TASK STATEMENT: Among the records, how many lines contain "DirectoryError"? Only the number is needed.

──────── ENTRIES SUPPLIED ────────

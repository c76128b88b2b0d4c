//! cardauth - inspect and check smartcard login data

mod commands;
mod utils;

use std::io;
use std::path::{Path, PathBuf};
use std::process::ExitCode;

use anyhow::{Context, Result};
use cardauth_core::usersdb::Directory;
use cardauth_localdb::{KeyStore, LocalDbConfig, UsersDbFile};
use clap::{Parser, Subcommand};
use tracing_subscriber::EnvFilter;

use commands::Outcome;

/// Config file read when `--config` is not given, if it exists.
const DEFAULT_CONFIG_PATH: &str = "/etc/cardauth/cardauth.toml";

/// cardauth - smartcard login keys and users database
#[derive(Parser, Debug)]
#[command(name = "cardauth", version, about)]
struct Cli {
    /// Config file
    #[arg(long, global = true)]
    config: Option<PathBuf>,

    /// Key directory (overrides the config file)
    #[arg(long, global = true)]
    key_dir: Option<PathBuf>,

    /// Users database (overrides the config file)
    #[arg(long, global = true)]
    users_db: Option<PathBuf>,

    /// Verbose output
    #[arg(short, long, global = true)]
    verbose: bool,

    #[command(subcommand)]
    command: Commands,
}

#[derive(Subcommand, Debug)]
enum Commands {
    /// Check that a card is registered for a user
    Check {
        /// Card serial number
        serialno: String,
        /// Account name
        username: String,
    },

    /// Show the user a card belongs to
    Whois {
        /// Card serial number
        serialno: String,
    },

    /// Show the card a user logs in with
    Serial {
        /// Account name
        username: String,
    },

    /// Show the public key stored for a card
    Key {
        /// Card serial number
        serialno: String,

        /// Also print a hex transcript of the key
        #[arg(long)]
        hex: bool,
    },

    /// Print a fresh challenge
    Challenge,

    /// Verify a card's response to a challenge
    Verify {
        /// Card serial number
        serialno: String,

        /// Challenge that was sent to the card (hex)
        #[arg(long)]
        challenge: String,

        /// Signature returned by the card (hex)
        #[arg(long)]
        response: String,
    },
}

fn main() -> ExitCode {
    let cli = Cli::parse();
    init_tracing(cli.verbose);

    match run(cli) {
        Ok(outcome) => outcome.into(),
        Err(e) => {
            eprintln!("error: {e:#}");
            ExitCode::FAILURE
        }
    }
}

fn init_tracing(verbose: bool) {
    let default = if verbose { "debug" } else { "warn" };
    tracing_subscriber::fmt()
        .with_env_filter(
            EnvFilter::try_from_default_env().unwrap_or_else(|_| EnvFilter::new(default)),
        )
        .with_writer(io::stderr)
        .init();
}

fn run(cli: Cli) -> Result<Outcome> {
    let config = resolve_config(&cli)?;
    tracing::debug!(
        key_dir = %config.key_dir.display(),
        users_db = %config.users_db.display(),
        "configuration loaded"
    );

    let directory = || Directory::new(UsersDbFile::new(&config.users_db));
    let keys = || KeyStore::new(&config.key_dir);
    let mut out = io::stdout().lock();

    match &cli.command {
        Commands::Check { serialno, username } => {
            commands::check(&directory(), serialno, username, &mut out)
        }
        Commands::Whois { serialno } => commands::whois(&directory(), serialno, &mut out),
        Commands::Serial { username } => commands::serial(&directory(), username, &mut out),
        Commands::Key { serialno, hex } => {
            let capacity = hex.then_some(config.transcript_capacity);
            commands::show_key(&keys(), serialno, capacity, &mut out)
        }
        Commands::Challenge => commands::challenge(&mut out),
        Commands::Verify {
            serialno,
            challenge,
            response,
        } => commands::verify(&keys(), serialno, challenge, response, &mut out),
    }
}

/// Load the config file and apply command-line overrides.
fn resolve_config(cli: &Cli) -> Result<LocalDbConfig> {
    let mut config = load_config(cli.config.as_deref(), Path::new(DEFAULT_CONFIG_PATH))?;
    if let Some(key_dir) = &cli.key_dir {
        config.key_dir = key_dir.clone();
    }
    if let Some(users_db) = &cli.users_db {
        config.users_db = users_db.clone();
    }
    Ok(config)
}

/// An explicit config file must exist; the default one is optional.
fn load_config(explicit: Option<&Path>, default: &Path) -> Result<LocalDbConfig> {
    let path = match explicit {
        Some(path) => path,
        None if default.exists() => default,
        None => return Ok(LocalDbConfig::default()),
    };
    LocalDbConfig::load(path)
        .with_context(|| format!("Failed to load config from {}", path.display()))
}
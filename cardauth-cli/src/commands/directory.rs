//! Users table queries.

use std::io::Write;

use anyhow::{Context, Result};
use cardauth_core::usersdb::{Directory, IdentitySource};

use super::Outcome;

/// Report whether `serialno` is registered for `username`.
pub fn check<S: IdentitySource>(
    directory: &Directory<S>,
    serialno: &str,
    username: &str,
    out: &mut impl Write,
) -> Result<Outcome> {
    let registered = directory
        .contains(serialno, username)
        .context("Failed to read users database")?;
    if registered {
        writeln!(out, "{serialno} is registered for {username}")?;
        Ok(Outcome::Success)
    } else {
        writeln!(out, "{serialno} is not registered for {username}")?;
        Ok(Outcome::Negative)
    }
}

/// Print the account a card serial number belongs to.
pub fn whois<S: IdentitySource>(
    directory: &Directory<S>,
    serialno: &str,
    out: &mut impl Write,
) -> Result<Outcome> {
    let username = directory
        .resolve_username(serialno)
        .with_context(|| format!("Cannot resolve card {serialno}"))?;
    writeln!(out, "{username}")?;
    Ok(Outcome::Success)
}

/// Print the card serial number an account uses.
pub fn serial<S: IdentitySource>(
    directory: &Directory<S>,
    username: &str,
    out: &mut impl Write,
) -> Result<Outcome> {
    let serialno = directory
        .resolve_serial(username)
        .with_context(|| format!("Cannot resolve user {username}"))?;
    writeln!(out, "{serialno}")?;
    Ok(Outcome::Success)
}
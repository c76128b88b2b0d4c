//! Smartcard login against the local key store and users table.
//!
//! One call to [`Authenticator::authenticate`] runs a full attempt:
//!
//! 1. Check (or look up) the account bound to the card's serial number.
//! 2. Load and classify the card's public key.
//! 3. Issue a challenge, have the card sign it, verify the signature.
//!
//! A signature that does not verify is [`Decision::Rejected`], which is an
//! ordinary outcome. Everything that stops the attempt earlier is an
//! [`AuthError`].

use std::io;

use cardauth_core::challenge::{PendingChallenge, VerifyError};
use cardauth_core::key::{KeyError, PublicKey};
use cardauth_core::sexp::hex_transcript;
use cardauth_core::usersdb::{Directory, DirectoryError, IdentitySource};

use crate::config::{LocalDbConfig, DEFAULT_TRANSCRIPT_CAPACITY};
use crate::key_store::{KeyStore, KeyStoreError};
use crate::users_db::UsersDbFile;

/// The card side of the protocol: signs challenges with the card's key.
pub trait CardSigner {
    type Error: std::error::Error + Send + Sync + 'static;

    /// Sign `challenge` with the private key on the card.
    ///
    /// RSA cards return the raw signature integer, Ed25519 cards the
    /// 64-byte `R || S` signature.
    fn sign(&mut self, challenge: &[u8]) -> Result<Vec<u8>, Self::Error>;
}

/// Outcome of an attempt that ran to the signature check.
#[derive(Debug, Clone, PartialEq, Eq)]
pub enum Decision {
    Accepted { username: String },
    Rejected { username: String },
}

impl Decision {
    #[must_use]
    pub fn is_accepted(&self) -> bool {
        matches!(self, Self::Accepted { .. })
    }

    /// The account the attempt was made for.
    #[must_use]
    pub fn username(&self) -> &str {
        match self {
            Self::Accepted { username } | Self::Rejected { username } => username,
        }
    }
}

/// Flat classification of [`AuthError`], for callers that map failures to
/// status codes.
#[derive(Debug, Clone, Copy, PartialEq, Eq)]
pub enum ErrorKind {
    NotFound,
    Ambiguous,
    Io,
    Parse,
    Classification,
    Verification,
    Card,
}

/// Errors that stop an authentication attempt before a decision.
#[derive(Debug, thiserror::Error)]
#[non_exhaustive]
pub enum AuthError {
    /// The card is not registered, or not for the requested account.
    #[error("card {serialno} is not registered{}", .username.as_deref().map(|u| format!(" for {u}")).unwrap_or_default())]
    NotFound {
        serialno: String,
        username: Option<String>,
    },

    /// The users table maps the card to several accounts.
    #[error("card {serialno} maps to more than one account")]
    Ambiguous { serialno: String },

    /// The users table could not be read.
    #[error("users database unreadable: {0}")]
    Io(#[from] io::Error),

    #[error(transparent)]
    KeyStore(#[from] KeyStoreError),

    #[error("unusable card key: {0}")]
    Classification(#[from] KeyError),

    #[error("cannot verify card response: {0}")]
    Verification(#[from] VerifyError),

    #[error("card failed to sign: {0}")]
    Card(#[source] Box<dyn std::error::Error + Send + Sync>),
}

impl AuthError {
    #[must_use]
    pub fn kind(&self) -> ErrorKind {
        match self {
            Self::NotFound { .. } => ErrorKind::NotFound,
            Self::Ambiguous { .. } => ErrorKind::Ambiguous,
            Self::Io(_) => ErrorKind::Io,
            Self::KeyStore(e) => match e {
                KeyStoreError::InvalidSerial(_) | KeyStoreError::NotFound { .. } => {
                    ErrorKind::NotFound
                }
                KeyStoreError::Io { .. } => ErrorKind::Io,
                KeyStoreError::Parse { .. } => ErrorKind::Parse,
            },
            Self::Classification(e) => match e {
                KeyError::MissingParameter(_) | KeyError::InvalidParameter(_) => ErrorKind::Parse,
                _ => ErrorKind::Classification,
            },
            Self::Verification(_) => ErrorKind::Verification,
            Self::Card(_) => ErrorKind::Card,
        }
    }
}

/// Runs authentication attempts for the local database method.
#[derive(Debug, Clone)]
pub struct Authenticator<S> {
    directory: Directory<S>,
    keys: KeyStore,
    transcript_capacity: usize,
}

impl Authenticator<UsersDbFile> {
    /// Build an authenticator over the files named in `config`.
    #[must_use]
    pub fn from_config(config: &LocalDbConfig) -> Self {
        Self {
            directory: Directory::new(UsersDbFile::new(&config.users_db)),
            keys: KeyStore::new(&config.key_dir),
            transcript_capacity: config.transcript_capacity,
        }
    }
}

impl<S: IdentitySource> Authenticator<S> {
    pub fn new(directory: Directory<S>, keys: KeyStore) -> Self {
        Self {
            directory,
            keys,
            transcript_capacity: DEFAULT_TRANSCRIPT_CAPACITY,
        }
    }

    #[must_use]
    pub fn directory(&self) -> &Directory<S> {
        &self.directory
    }

    #[must_use]
    pub fn key_store(&self) -> &KeyStore {
        &self.keys
    }

    /// Decide which account the card may log in as.
    ///
    /// With a `username`, the exact (serial, username) pair must be in the
    /// table. Without one, the serial must map to exactly one account.
    ///
    /// # Errors
    ///
    /// Returns `AuthError::NotFound`, `AuthError::Ambiguous` or
    /// `AuthError::Io`.
    pub fn authorize(&self, serialno: &str, username: Option<&str>) -> Result<String, AuthError> {
        let not_found = || AuthError::NotFound {
            serialno: serialno.to_owned(),
            username: username.map(str::to_owned),
        };

        let username = match username {
            Some(username) => {
                if !self.directory.contains(serialno, username)? {
                    tracing::warn!(serialno, username, "card is not registered for user");
                    return Err(not_found());
                }
                username.to_owned()
            }
            None => match self.directory.resolve_username(serialno) {
                Ok(username) => username,
                Err(DirectoryError::NotFound) => {
                    tracing::warn!(serialno, "card is not registered");
                    return Err(not_found());
                }
                Err(DirectoryError::Ambiguous) => {
                    tracing::warn!(serialno, "card maps to more than one user");
                    return Err(AuthError::Ambiguous {
                        serialno: serialno.to_owned(),
                    });
                }
                Err(DirectoryError::Io(e)) => return Err(AuthError::Io(e)),
            },
        };
        tracing::debug!(serialno, username = %username, "card authorized for user");
        Ok(username)
    }

    /// Load and classify the public key registered for the card.
    ///
    /// # Errors
    ///
    /// Returns `AuthError::KeyStore` if the key cannot be loaded and
    /// `AuthError::Classification` if it is not a usable key.
    pub fn load_key(&self, serialno: &str) -> Result<PublicKey, AuthError> {
        let expr = self.keys.lookup_public_key(serialno)?;
        if tracing::enabled!(tracing::Level::TRACE) {
            if let Ok(transcript) = hex_transcript(&expr, self.transcript_capacity) {
                tracing::trace!(serialno, key = %transcript, "loaded key");
            }
        }

        let key = PublicKey::from_sexp(&expr).map_err(|e| {
            tracing::warn!(serialno, error = %e, "card key is unusable");
            e
        })?;
        tracing::debug!(serialno, algorithm = %key.algorithm(), bits = key.bits(), "card key loaded");
        Ok(key)
    }

    /// Run one complete authentication attempt.
    ///
    /// The card is only asked to sign once the account and key are known to
    /// be good.
    ///
    /// # Errors
    ///
    /// Returns an [`AuthError`] if the attempt cannot reach a decision. A
    /// wrong signature is `Ok(Decision::Rejected { .. })`.
    pub fn authenticate<C: CardSigner>(
        &self,
        serialno: &str,
        username: Option<&str>,
        card: &mut C,
    ) -> Result<Decision, AuthError> {
        let username = self.authorize(serialno, username)?;
        let key = self.load_key(serialno)?;

        let attempt = PendingChallenge::issue();
        let response = card.sign(attempt.challenge()).map_err(|e| {
            tracing::warn!(serialno, error = %e, "card failed to sign challenge");
            AuthError::Card(Box::new(e))
        })?;
        let verdict = attempt.verify(&key, &response).map_err(|e| {
            tracing::warn!(serialno, error = %e, "card response is malformed");
            e
        })?;

        if verdict.is_accepted() {
            tracing::info!(serialno, username = %username, "smartcard authentication accepted");
            Ok(Decision::Accepted { username })
        } else {
            tracing::warn!(serialno, username = %username, "smartcard signature rejected");
            Ok(Decision::Rejected { username })
        }
    }
}

#[cfg(test)]
mod tests {
    use super::*;
    use std::convert::Infallible;

    /// A card that must never be asked to sign.
    struct UnreachableCard;

    impl CardSigner for UnreachableCard {
        type Error = Infallible;

        fn sign(&mut self, _challenge: &[u8]) -> Result<Vec<u8>, Self::Error> {
            panic!("card should not be asked to sign");
        }
    }

    fn authenticator(table: &'static str, keys: &std::path::Path) -> Authenticator<&'static str> {
        Authenticator::new(Directory::new(table), KeyStore::new(keys))
    }

    #[test]
    fn test_authorize_explicit_user() {
        let dir = tempfile::tempdir().unwrap();
        let auth = authenticator("CARD001 alice\n", dir.path());
        assert_eq!(auth.authorize("CARD001", Some("alice")).unwrap(), "alice");

        let err = auth.authorize("CARD001", Some("bob")).unwrap_err();
        assert_eq!(err.kind(), ErrorKind::NotFound);
        assert_eq!(err.to_string(), "card CARD001 is not registered for bob");
    }

    #[test]
    fn test_authorize_resolves_user() {
        let dir = tempfile::tempdir().unwrap();
        let auth = authenticator("CARD001 alice\nCARD002 bob\nCARD002 carol\n", dir.path());
        assert_eq!(auth.authorize("CARD001", None).unwrap(), "alice");
        assert_eq!(
            auth.authorize("CARD002", None).unwrap_err().kind(),
            ErrorKind::Ambiguous
        );
        let err = auth.authorize("CARD003", None).unwrap_err();
        assert_eq!(err.kind(), ErrorKind::NotFound);
        assert_eq!(err.to_string(), "card CARD003 is not registered");
    }

    #[test]
    fn test_unknown_card_never_signs() {
        let dir = tempfile::tempdir().unwrap();
        let auth = authenticator("CARD001 alice\n", dir.path());
        let err = auth
            .authenticate("CARD999", None, &mut UnreachableCard)
            .unwrap_err();
        assert_eq!(err.kind(), ErrorKind::NotFound);
    }

    #[test]
    fn test_missing_key_never_signs() {
        let dir = tempfile::tempdir().unwrap();
        let auth = authenticator("CARD001 alice\n", dir.path());
        let err = auth
            .authenticate("CARD001", Some("alice"), &mut UnreachableCard)
            .unwrap_err();
        assert!(matches!(err, AuthError::KeyStore(KeyStoreError::NotFound { .. })));
        assert_eq!(err.kind(), ErrorKind::NotFound);
    }

    #[test]
    fn test_unsupported_key_never_signs() {
        let dir = tempfile::tempdir().unwrap();
        std::fs::write(
            dir.path().join("CARD001"),
            "(public-key (ecc (curve \"NIST P-256\") (q #04AB#)))",
        )
        .unwrap();
        let auth = authenticator("CARD001 alice\n", dir.path());
        let err = auth
            .authenticate("CARD001", None, &mut UnreachableCard)
            .unwrap_err();
        assert_eq!(err.kind(), ErrorKind::Classification);
    }

    #[test]
    fn test_key_with_bad_parameters_is_parse_error() {
        let dir = tempfile::tempdir().unwrap();
        std::fs::write(dir.path().join("CARD001"), "(public-key (rsa (n #00C5313A#)))").unwrap();
        std::fs::write(
            dir.path().join("CARD002"),
            "(public-key (ecc (curve Ed25519) (flags eddsa) (q #40AB#)))",
        )
        .unwrap();
        let auth = authenticator("CARD001 alice\nCARD002 bob\n", dir.path());

        let missing = auth.load_key("CARD001").unwrap_err();
        assert!(matches!(
            missing,
            AuthError::Classification(KeyError::MissingParameter("e"))
        ));
        assert_eq!(missing.kind(), ErrorKind::Parse);

        let invalid = auth
            .authenticate("CARD002", None, &mut UnreachableCard)
            .unwrap_err();
        assert_eq!(invalid.kind(), ErrorKind::Parse);
    }

    #[test]
    fn test_malformed_key_is_parse_error() {
        let dir = tempfile::tempdir().unwrap();
        std::fs::write(dir.path().join("CARD001"), "(public-key (rsa (n #0#)))").unwrap();
        let auth = authenticator("CARD001 alice\n", dir.path());
        assert_eq!(
            auth.load_key("CARD001").unwrap_err().kind(),
            ErrorKind::Parse
        );
    }

    #[test]
    fn test_from_config() {
        let config = LocalDbConfig {
            key_dir: "/srv/keys".into(),
            users_db: "/srv/users".into(),
            transcript_capacity: 128,
        };
        let auth = Authenticator::from_config(&config);
        assert_eq!(auth.key_store().root(), std::path::Path::new("/srv/keys"));
        assert_eq!(
            auth.directory().source().path(),
            std::path::Path::new("/srv/users")
        );
        assert_eq!(auth.transcript_capacity, 128);
    }

    #[test]
    fn test_decision_accessors() {
        let accepted = Decision::Accepted {
            username: "alice".into(),
        };
        assert!(accepted.is_accepted());
        assert_eq!(accepted.username(), "alice");

        let rejected = Decision::Rejected {
            username: "bob".into(),
        };
        assert!(!rejected.is_accepted());
        assert_eq!(rejected.username(), "bob");
    }
}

────────

SOLUTION FOR THIS TASK: 4